The House of Delegates passed Delegate Mark Levine’s (D-Arlington) “Good Apples Bill,” which requires law enforcement officers to report acts of wrongdoing committed by other on-duty officers. It also requires officers to render aid if they witness someone suffering a serious bodily injury, and it expands a ban on biased-based profiling to include profiling by sexual orientation. In a vote Wednesday, HB 1948 passed 57-42, with three Republicans joining Democrats to vote for the bill.
“It’s a bill that’s designed to basically have the police police the police,” Levine said in a House Public Safety subcommittee meeting on January 14. “It’s designed to prevent the bad apples from committing misconduct.”
“I get the overall intent of the legislation. Big picture, I don’t think that law enforcement should be discriminating against anyone for any reason, so with that, I’m on board,” Delegate Tony Wilt (R-Broadway) said in the subcommittee meeting.
Wilt continued, “The part that concerns me is the way the bill’s written.” Wilt said the bill relied on subjective judgement.
One section of the bill states, “Any law-enforcement officer as defined in § 9.1-101 on duty who witnesses another person suffering from a serious bodily injury or a life-threatening condition shall render aid, as circumstances objectively permit, to such person.”
Discussion in the subcommittee focused on the meaning of “as circumstances objectively permit.”
Wilt said, “Who’s going to determine how the call’s being made in the heat of the moment, if you will?

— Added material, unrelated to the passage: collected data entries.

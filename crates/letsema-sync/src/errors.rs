//! Error types for lifecycle orchestration.
//!
//! Orchestration composes the three subsystems, so its error is a thin sum
//! over their error types — each keeps its own context (cluster,
//! identifier, operation) intact.

use thiserror::Error;

/// Errors surfaced by lifecycle orchestration.
#[derive(Debug, Error)]
pub enum SyncError {
    /// Central-ledger failure (includes validation and configuration
    /// errors).
    #[error(transparent)]
    Ledger(#[from] letsema_ledger::LedgerError),

    /// Partner-cluster failure (connection, query, identity, federation).
    #[error(transparent)]
    Partner(#[from] letsema_partners::PartnerError),

    /// Credit aggregation or cache failure.
    #[error(transparent)]
    Credit(#[from] letsema_credit::CreditError),
}

/// Convenience type alias for orchestration results.
pub type Result<T> = std::result::Result<T, SyncError>;

// ─────────────────────────────────────────────────────────────────────────────
// Tests
// ─────────────────────────────────────────────────────────────────────────────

It’s just open for lawsuits and who’s going to make the call?”
“My fear is the potential for law enforcement to just back away and say, ‘I’m not going to do anything because — it’s the old saying, I’m damned if I do and damned if I don’t.’ There’s just a lot of holes in it,” Wilt said.
Wilt also said he thought the duties described in the bill were already requirement for law enforcement officers.
Levine replied that the requirement to report misconduct was only to report it to a supervisor.
“It’s not in the code, but [already many] contracts between law enforcement and the folks working there require them to render aid, require them to report wrongdoing,” Levine said. “It’s not consistent across the Commonwealth and part of the reason for this bill, frankly is for training so they can say it is the law.”
Virginia Fraternal Order of Police President John Ohrnberger told The Virginia Star he saw no problems with the bill.
“The Virginia Fraternal Order of Police has no objection to HB 1948. Law enforcement across the state of Virginia have been conducting themselves under this type of provision or General Order for years,” Ohrnberger said in an email. “Our agencies all have a form of general orders or procedures that are explicit regarding such incidents that are considered a part of an internal investigation.”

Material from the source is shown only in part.